“You said you were recruited from that place straight into your unit,” I say, propping myself up on my elbow again. “Why? Do they normally do that in Russia?”
He gazes at me silently, then turns over onto his back, lacing his hands under his head as he stares at the ceiling. “No,” he says after a moment. “They usually recruit through the army. But in this case, they needed someone with a specific psychological profile.”
I sit up, holding the blanket against my chest. “What kind of profile?”
His eyes cut over to meet my gaze. “No inconvenient family ties or attachments, no scruples, and only minimal conscience. But also young enough to be trained and molded into what they needed.”
“Which was what?” I ask, though I suspect I already know.
Peter sits up, his expression carefully neutral as he leans against the headboard. “A weapon,” he answers. “Someone who wouldn’t balk at anything. You see, the insurgents were getting more ruthless, more fanatical with every year. The bombing of the subway in Moscow was the last straw. The Russian government realized they couldn’t limit themselves to civilized, UN-approved methods of combatting terrorism; they had to meet them on their level, fight them using every tool available. So they formed this off-the-books Spetsnaz unit, and when they couldn’t find enough trained soldiers to fit the desired profile, they decided to get creative and look elsewhere.”

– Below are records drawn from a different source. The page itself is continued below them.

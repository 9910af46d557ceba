// Copyright 2020 Xavier Gillard
//
// Permission is hereby granted, free of charge, to any person obtaining a copy of
// this software and associated documentation files (the "Software"), to deal in
// the Software without restriction, including without limitation the rights to
// use, copy, modify, merge, publish, distribute, sublicense, and/or sell copies of
// the Software, and to permit persons to whom the Software is furnished to do so,
// subject to the following conditions:
//
// The above copyright notice and this permission notice shall be included in all
// copies or substantial portions of the Software.
//
// THE SOFTWARE IS PROVIDED "AS IS", WITHOUT WARRANTY OF ANY KIND, EXPRESS OR
// IMPLIED, INCLUDING BUT NOT LIMITED TO THE WARRANTIES OF MERCHANTABILITY, FITNESS
// FOR A PARTICULAR PURPOSE AND NONINFRINGEMENT. IN NO EVENT SHALL THE AUTHORS OR
// COPYRIGHT HOLDERS BE LIABLE FOR ANY CLAIM, DAMAGES OR OTHER LIABILITY, WHETHER
// IN AN ACTION OF CONTRACT, TORT OR OTHERWISE, ARISING FROM, OUT OF OR IN
// CONNECTION WITH THE SOFTWARE OR THE USE OR OTHER DEALINGS IN THE SOFTWARE.

//! The ordered collection of clauses the sweep engine walks. Owns
//! normalization (tautology elimination, literal sorting), deduplication and
//! unit propagation; the preprocessor (`crate::regions`, `crate::reorder`)
//! renumbers variables in place afterwards.

use crate::common::Literal;

/// A single CNF clause: distinct literals in ascending `(|lit|, lit)` order.
#[derive(Clone, Debug, Eq, PartialEq)]
pub struct Clause {
    literals: Vec<Literal>,
}

impl Clause {
    /// Builds a clause from raw literals, dropping the clause entirely if it
    /// is a tautology (`l` and `-l` both present).
    ///
    /// Returns `None` for a tautological clause - the caller should simply
    /// not add it to the store.
    pub fn normalize(mut literals: Vec<Literal>) -> Option<Clause> {
        literals.sort_by_key(|l| (l.unsigned_abs(), *l));
        literals.dedup();
        for w in literals.windows(2) {
            if w[0] == -w[1] {
                return None;
            }
        }
        Some(Clause { literals })
    }

    pub fn literals(&self) -> &[Literal] {
        &self.literals
    }

    pub fn len(&self) -> usize {
        self.literals.len()
    }

    pub fn is_empty(&self) -> bool {
        self.literals.is_empty()
    }

    pub fn is_unit(&self) -> bool {
        self.literals.len() == 1
    }

    fn remove_literal(&mut self, lit: Literal) {
        self.literals.retain(|&l| l != lit);
    }

    fn contains(&self, lit: Literal) -> bool {
        self.literals.binary_search_by_key(&(lit.unsigned_abs(), lit), |l| (l.unsigned_abs(), *l)).is_ok()
    }

    /// Remaps every literal's variable through `map` (`new_var = map[old_var]`),
    /// preserving polarity, then re-sorts the literal order.
    pub fn remap(&mut self, map: &[u32]) {
        for l in &mut self.literals {
            let v = map[l.unsigned_abs() as usize];
            *l = if *l > 0 { v as Literal } else { -(v as Literal) };
        }
        self.literals.sort_by_key(|l| (l.unsigned_abs(), *l));
    }
}

/// The outcome of [`ClauseStore::unit_propagate`].
pub struct PropagationResult {
    /// Number of variables that no longer appear in any surviving clause.
    /// Each contributes an unconditional factor of 2 to the final count.
    pub unused_variables: u32,
}

/// UNSAT was derived during preprocessing (an empty clause was produced).
#[derive(Debug, Clone, Copy, Eq, PartialEq)]
pub struct Unsat;

/// The clause store: an ordered sequence of normalized clauses plus the
/// variable count they range over.
pub struct ClauseStore {
    clauses: Vec<Clause>,
    num_vars: u32,
}

impl ClauseStore {
    pub fn new(num_vars: u32) -> Self {
        ClauseStore {
            clauses: Vec::new(),
            num_vars,
        }
    }

    pub fn num_vars(&self) -> u32 {
        self.num_vars
    }

    pub fn len(&self) -> usize {
        self.clauses.len()
    }

    pub fn is_empty(&self) -> bool {
        self.clauses.is_empty()
    }

    pub fn clauses(&self) -> &[Clause] {
        &self.clauses
    }

    /// Adds raw literals as a clause, normalizing first; tautologies are
    /// silently dropped.
    pub fn add(&mut self, literals: Vec<Literal>) {
        if let Some(c) = Clause::normalize(literals) {
            self.clauses.push(c);
        }
    }

    /// Sorts clauses lexicographically by literal sequence and removes
    /// adjacent duplicates.
    pub fn dedup(&mut self) {
        self.clauses.sort_by(|a, b| a.literals.cmp(&b.literals));
        self.clauses.dedup();
    }

    /// Repeatedly resolves unit clauses until none remain or UNSAT is
    /// detected. Surviving clauses are left in `self`; returns the count of
    /// variables absent from every surviving clause.
    pub fn unit_propagate(&mut self) -> Result<PropagationResult, Unsat> {
        let mut forced: Vec<Literal> = Vec::new();
        loop {
            let unit = self
                .clauses
                .iter()
                .find(|c| c.is_unit())
                .map(|c| c.literals[0]);
            let Some(l) = unit else { break };
            forced.push(l);

            let mut next = Vec::with_capacity(self.clauses.len());
            for mut c in std::mem::take(&mut self.clauses) {
                if c.contains(l) {
                    continue; // clause satisfied, drop it
                }
                if c.contains(-l) {
                    c.remove_literal(-l);
                    if c.is_empty() {
                        return Err(Unsat);
                    }
                }
                next.push(c);
            }
            self.clauses = next;
        }

        let mut present = vec![false; self.num_vars as usize + 1];
        for c in &self.clauses {
            for &l in &c.literals {
                present[l.unsigned_abs() as usize] = true;
            }
        }
        let unused = (1..=self.num_vars)
            .filter(|&v| !present[v as usize])
            .count() as u32;

        // Variables forced by a unit clause are fixed, not free: they must
        // not contribute the `2^unusedVariables` factor the driver folds in
        // for variables that are genuinely absent from every clause.
        let mut forced_vars: Vec<Literal> = forced.iter().map(|&l| l.unsigned_abs()).collect();
        forced_vars.sort_unstable();
        forced_vars.dedup();

        Ok(PropagationResult {
            unused_variables: unused - forced_vars.len() as u32,
        })
    }

    /// Renumbers variables contiguously `1..=V'` in first-appearance order
    /// across the current clause sequence, dropping variables that no longer
    /// occur anywhere. Returns the new variable count.
    pub fn renumber_contiguous(&mut self) -> u32 {
        let mut map = vec![0u32; self.num_vars as usize + 1];
        let mut next = 1u32;
        for c in &self.clauses {
            for &l in &c.literals {
                let v = l.unsigned_abs() as usize;
                if map[v] == 0 {
                    map[v] = next;
                    next += 1;
                }
            }
        }
        for c in &mut self.clauses {
            c.remap(&map);
        }
        self.num_vars = next - 1;
        self.num_vars
    }

    /// Applies an externally computed variable permutation (`new_var =
    /// map[old_var]`, 1-indexed, `map.len() == num_vars + 1`) to every
    /// clause, then re-sorts the clause sequence.
    pub fn apply_permutation(&mut self, map: &[u32]) {
        for c in &mut self.clauses {
            c.remap(map);
        }
        self.clauses.sort_by(|a, b| a.literals.cmp(&b.literals));
    }
}
// Copyright 2020 Xavier Gillard
//
// Permission is hereby granted, free of charge, to any person obtaining a copy of
// this software and associated documentation files (the "Software"), to deal in
// the Software without restriction, including without limitation the rights to
// use, copy, modify, merge, publish, distribute, sublicense, and/or sell copies of
// the Software, and to permit persons to whom the Software is furnished to do so,
// subject to the following conditions:
//
// The above copyright notice and this permission notice shall be included in all
// copies or substantial portions of the Software.
//
// THE SOFTWARE IS PROVIDED "AS IS", WITHOUT WARRANTY OF ANY KIND, EXPRESS OR
// IMPLIED, INCLUDING BUT NOT LIMITED TO THE WARRANTIES OF MERCHANTABILITY, FITNESS
// FOR A PARTICULAR PURPOSE AND NONINFRINGEMENT. IN NO EVENT SHALL THE AUTHORS OR
// COPYRIGHT HOLDERS BE LIABLE FOR ANY CLAIM, DAMAGES OR OTHER LIABILITY, WHETHER
// IN AN ACTION OF CONTRACT, TORT OR OTHERWISE, ARISING FROM, OUT OF OR IN
// CONNECTION WITH THE SOFTWARE OR THE USE OR OTHER DEALINGS IN THE SOFTWARE.

//! Fixed-semantics, bit-indexed sets over literal positions, with a shifting
//! storage window that lets the sweep engine (`crate::sweep`) drop the storage
//! for variables that can no longer appear in any live partial assignment.
//!
//! Bit indices passed to every method here are *global*: they are never
//! adjusted by the caller for the current window. Only the storage layout
//! (which word a global bit lands in) depends on `unused_words`, which every
//! window-sensitive operation takes as an explicit parameter rather than
//! reading from a global - the engine (`crate::sweep::Engine`) is the sole
//! owner of that counter.

use crate::bigint::Count;

/// Bits per storage word.
pub const WORD_BITS: u32 = 64;

/// The 21 large odd primes mixed into the content hash (§4.2): a fixed table
/// rather than a seeded PRNG, so hashes are reproducible across runs.
const PRIMES: [u64; 21] = [
    961748941, 941083987, 920419823, 899809363, 879190841, 858599509, 838041647, 817504253,
    797003437, 776531419, 756065179, 735632797, 694847539, 654188429, 633910111, 982451653,
    961748927, 941083981, 920419813, 899809343, 879190747,
];

/// A bit-indexed subset of `{0, .., 2*(V+1)-1}`, stored as a vector of 64-bit
/// words with the low-order `unused_words` words elided (see module docs).
/// The stored word vector never carries trailing zero words: `words.len()`
/// always equals the index of the last nonzero word plus one.
#[derive(Clone, Debug, Default)]
pub struct BitSet {
    words: Vec<u64>,
    /// The running signed coefficient of this partial assignment.
    pub contribution: Count,
    /// Snapshot of `contribution` taken at the start of the current sweep step.
    pub previous_contribution: Count,
    /// Popcount at the time this bitset was last interned.
    pub saved_size: u32,
    /// Content hash, valid only immediately after a call to `recompute_hash`.
    pub hash_code: u32,
    /// The clause index at which this bitset was last reached by the sweep.
    pub pos_added: i64,
}

impl BitSet {
    pub fn new() -> Self {
        BitSet {
            words: Vec::new(),
            contribution: Count::zero(),
            previous_contribution: Count::zero(),
            saved_size: 0,
            hash_code: 0,
            pos_added: -1,
        }
    }

    /// Number of (non-elided) stored words. Exposed for the intern table's
    /// equality fast-path.
    pub fn stored_len(&self) -> usize {
        self.words.len()
    }

    pub fn words(&self) -> &[u64] {
        &self.words
    }

    fn word_of(bit: usize, unused_words: u32) -> usize {
        bit / WORD_BITS as usize - unused_words as usize
    }

    fn ensure_word(&mut self, idx: usize) {
        if self.words.len() <= idx {
            self.words.resize(idx + 1, 0);
        }
    }

    fn trim(&mut self) {
        while matches!(self.words.last(), Some(0)) {
            self.words.pop();
        }
    }

    pub fn set(&mut self, bitpos: usize, unused_words: u32) {
        let w = Self::word_of(bitpos, unused_words);
        self.ensure_word(w);
        self.words[w] |= 1u64 << (bitpos as u32 % WORD_BITS);
    }

    pub fn is_set(&self, bitpos: usize, unused_words: u32) -> bool {
        if bitpos >= (unused_words as usize + self.words.len()) * WORD_BITS as usize {
            return false;
        }
        let w = Self::word_of(bitpos, unused_words);
        (self.words[w] >> (bitpos as u32 % WORD_BITS)) & 1 != 0
    }

    pub fn clear(&mut self, bitpos: usize, unused_words: u32) {
        if bitpos >= (unused_words as usize + self.words.len()) * WORD_BITS as usize {
            return;
        }
        let w = Self::word_of(bitpos, unused_words);
        self.words[w] &= !(1u64 << (bitpos as u32 % WORD_BITS));
        self.trim();
    }

    pub fn clear_all(&mut self) {
        self.words.clear();
    }

    pub fn cardinality(&self) -> u32 {
        self.words.iter().map(|w| w.count_ones()).sum()
    }

    pub fn copy_from(&mut self, other: &BitSet) {
        self.words.clear();
        self.words.extend_from_slice(&other.words);
    }

    /// `self = a | b`.
    pub fn copy_or(&mut self, a: &BitSet, b: &BitSet) {
        let n = a.words.len().max(b.words.len());
        self.words.clear();
        self.words.reserve(n);
        for i in 0..n {
            let aw = a.words.get(i).copied().unwrap_or(0);
            let bw = b.words.get(i).copied().unwrap_or(0);
            self.words.push(aw | bw);
        }
        self.trim();
    }

    /// `self = self \ src` (bitwise AND with the complement of `src`).
    pub fn and_not(&mut self, src: &BitSet) {
        let n = self.words.len().min(src.words.len());
        for i in 0..n {
            self.words[i] &= !src.words[i];
        }
        self.trim();
    }

    pub fn equal(&self, other: &BitSet) -> bool {
        self.words == other.words
    }

    pub fn intersects(&self, other: &BitSet) -> bool {
        let n = self.words.len().min(other.words.len());
        self.words[..n]
            .iter()
            .zip(&other.words[..n])
            .any(|(a, b)| a & b != 0)
    }

    /// Returns the smallest set bit `>= index`, or `-1` if none.
    pub fn next_set_bit(&self, index: usize, unused_words: u32) -> i64 {
        let window_floor = unused_words as usize * WORD_BITS as usize;
        let index = index.max(window_floor);
        let mut lpos = index / WORD_BITS as usize - unused_words as usize;
        if lpos >= self.words.len() {
            return -1;
        }
        let bpos = (index as u32) % WORD_BITS;
        let shifted = self.words[lpos] >> bpos;
        if shifted != 0 {
            let found = bpos + shifted.trailing_zeros();
            return (found as usize + (lpos + unused_words as usize) * WORD_BITS as usize) as i64;
        }
        lpos += 1;
        while lpos < self.words.len() && self.words[lpos] == 0 {
            lpos += 1;
        }
        if lpos >= self.words.len() {
            return -1;
        }
        let found = self.words[lpos].trailing_zeros();
        (found as usize + (lpos + unused_words as usize) * WORD_BITS as usize) as i64
    }

    /// Returns the largest set bit, or `-1` if the bitset is empty.
    pub fn last_set_bit(&self, unused_words: u32) -> i64 {
        match self.words.last() {
            None => -1,
            Some(&top) => {
                let lpos = self.words.len() - 1;
                (WORD_BITS as usize * (lpos + unused_words as usize + 1)) as i64
                    - top.leading_zeros() as i64
                    - 1
            }
        }
    }

    /// Drops the first `k` (guaranteed-zero) words after the window advances.
    pub fn reduce(&mut self, k: u32) {
        let k = k as usize;
        if k >= self.words.len() {
            self.words.clear();
        } else {
            self.words.drain(0..k);
        }
    }

    /// Fills `self` with the literal-negation of `bs`: every set bit at an
    /// even position contributes bit `+1`, every set bit at an odd position
    /// contributes bit `-1`.
    pub fn make_neg(&mut self, bs: &BitSet, unused_words: u32) {
        self.clear_all();
        let mut bp = bs.next_set_bit(0, unused_words);
        while bp >= 0 {
            let bp_u = bp as usize;
            if bp_u % 2 == 0 {
                self.set(bp_u + 1, unused_words);
            } else {
                self.set(bp_u - 1, unused_words);
            }
            bp = bs.next_set_bit(bp_u + 1, unused_words);
        }
    }

    /// Recomputes and stores the content hash (§4.2). Must be called after any
    /// mutation and before the bitset is looked up in or inserted into an
    /// [`crate::intern::InternTable`].
    pub fn recompute_hash(&mut self) {
        self.hash_code = self.hash_code_of();
    }

    fn hash_code_of(&self) -> u32 {
        let start = self.words.iter().position(|&w| w != 0);
        let Some(start) = start else { return 0 };
        let end = self.words.len() - 1;
        if start > end {
            return 0;
        }
        let shuffle = |w: u64| w ^ (w >> 16) ^ (w >> 32) ^ (w >> 48);
        let mut h: u64 = shuffle(self.words[start]).wrapping_mul(PRIMES[0]);
        let last = end.min(start + PRIMES.len() - 1);
        for p in (start + 1)..=last {
            h ^= shuffle(self.words[p]).wrapping_mul(PRIMES[p - start]);
        }
        ((h ^ (h >> 32)) & 0xFFFF_FFFF) as u32
    }
}

#[cfg(test)]
mod tests {
    use super::*;

    #[test]
    fn set_and_is_set_roundtrip() {
        let mut bs = BitSet::new();
        bs.set(3, 0);
        bs.set(130, 0);
        assert!(bs.is_set(3, 0));
        assert!(bs.is_set(130, 0));
        assert!(!bs.is_set(4, 0));
    }

    #[test]
    fn clear_trims_trailing_zero_words() {
        let mut bs = BitSet::new();
        bs.set(65, 0);
        assert_eq!(bs.stored_len(), 2);
        bs.clear(65, 0);
        assert_eq!(bs.stored_len(), 0);
    }

    #[test]
    fn cardinality_counts_all_set_bits() {
        let mut bs = BitSet::new();
        for b in [2usize, 5, 70, 200] {
            bs.set(b, 0);
        }
        assert_eq!(bs.cardinality(), 4);
    }

    #[test]
    fn next_set_bit_after_last_is_negative_one() {
        let mut bs = BitSet::new();
        bs.set(4, 0);
        bs.set(9, 0);
        let last = bs.last_set_bit(0);
        assert_eq!(last, 9);
        assert_eq!(bs.next_set_bit(last as usize + 1, 0), -1);
    }

    #[test]
    fn next_set_bit_scans_across_word_boundary() {
        let mut bs = BitSet::new();
        bs.set(5, 0);
        bs.set(130, 0);
        assert_eq!(bs.next_set_bit(6, 0), 130);
    }

    #[test]
    fn make_neg_is_disjoint_and_same_size() {
        let mut bs = BitSet::new();
        bs.set(3, 0); // positive literal bit
        bs.set(4, 0); // negative literal bit
        let mut neg = BitSet::new();
        neg.make_neg(&bs, 0);
        assert!(!neg.intersects(&bs));
        assert_eq!(neg.cardinality(), bs.cardinality());
        assert!(neg.is_set(2, 0));
        assert!(neg.is_set(5, 0));
    }

    #[test]
    fn reduce_shrinks_length_by_k_and_preserves_semantics() {
        // word 0 (global bits [64,128)) is all-zero and about to be elided;
        // bit 192 lives in word 2 and survives the window advance.
        let mut bs = BitSet::new();
        bs.set(192, 1);
        let len_before = bs.stored_len();
        bs.reduce(1);
        assert_eq!(bs.stored_len(), len_before - 1);
        assert!(bs.is_set(192, 2));
    }

    #[test]
    fn copy_or_unions_bits_of_different_lengths() {
        let mut a = BitSet::new();
        a.set(1, 0);
        let mut b = BitSet::new();
        b.set(200, 0);
        let mut dest = BitSet::new();
        dest.copy_or(&a, &b);
        assert!(dest.is_set(1, 0));
        assert!(dest.is_set(200, 0));
    }

    #[test]
    fn and_not_removes_only_the_given_bits() {
        let mut a = BitSet::new();
        a.set(1, 0);
        a.set(2, 0);
        let mut b = BitSet::new();
        b.set(1, 0);
        a.and_not(&b);
        assert!(!a.is_set(1, 0));
        assert!(a.is_set(2, 0));
    }

    #[test]
    fn equal_content_hashes_equal() {
        let mut a = BitSet::new();
        a.set(3, 0);
        a.set(200, 0);
        let mut b = BitSet::new();
        b.set(200, 0);
        b.set(3, 0);
        a.recompute_hash();
        b.recompute_hash();
        assert!(a.equal(&b));
        assert_eq!(a.hash_code, b.hash_code);
    }
}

“In Camp Larko,” I say, and Peter nods, his eyes like polished steel.
“Those of us who lasted there for any extended period of time tended to be strong, able to handle long hours of physical exertion under extreme conditions. Hunger, thirst, cold—we could endure it all. And as you can imagine, many of us fit the profile they were looking for.”
A shiver dances over my skin, making me draw the blanket tighter around myself. “So why did they choose you over the others?” I ask, fighting to keep my tone steady.
His lips quirk in a dark smile. “Because right before they arrived, I killed a guard,” he says softly. “I staked him out in the snow and made him admit his crimes before I gutted him like a rabbit in front of the entire camp. My methods were… Well, let’s just say it was exactly what they were looking for. So instead of getting punished for the guard’s death, I got a new career, one that fit both my inclinations and my skillset.”
My palms grow slippery where I’m holding the blanket. “What were the guard’s crimes?” I ask, though I’m not sure I want to know.
The darkness in Peter’s gaze deepens, and for a moment, I’m afraid I went too far, brought up too many bad memories. But then he leans back against the headboard and says evenly, “He liked to boil boys alive.”
I stop breathing as bile surges up my throat. “What?” I gasp out when I’m able to speak.
“In the showers, we had either ice-cold or scalding water, nothing in between,” Peter says, his face tightening as his gaze grows distant. “The pipes would constantly malfunction, so we’d use buckets to mix the water before washing. Some guards, though, would punish us by making us stand under the water as it was, ice cold for minor infractions, scalding when we really misbehaved. One guard, in particular, liked the hot water remedy. He got off on it, I think. The others would just do it for a few seconds at a time, maybe half a minute tops, giving the boys superficial burns. But this guard, he’d push it. A minute, two, three, five… By the time Andrey landed on his shit list, he’d killed two fifteen-year-olds by boiling the meat off their bones.”
I taste vomit in my throat. “Andrey… your friend Andrey?” I whisper through numb lips.
“Yes.” Peter’s chiseled face takes on an almost demonic look of fury. “Andrey, who should’ve never been in that shit hole in the first place. My friend, who refused to let that prick f*ck him and died in agony instead.”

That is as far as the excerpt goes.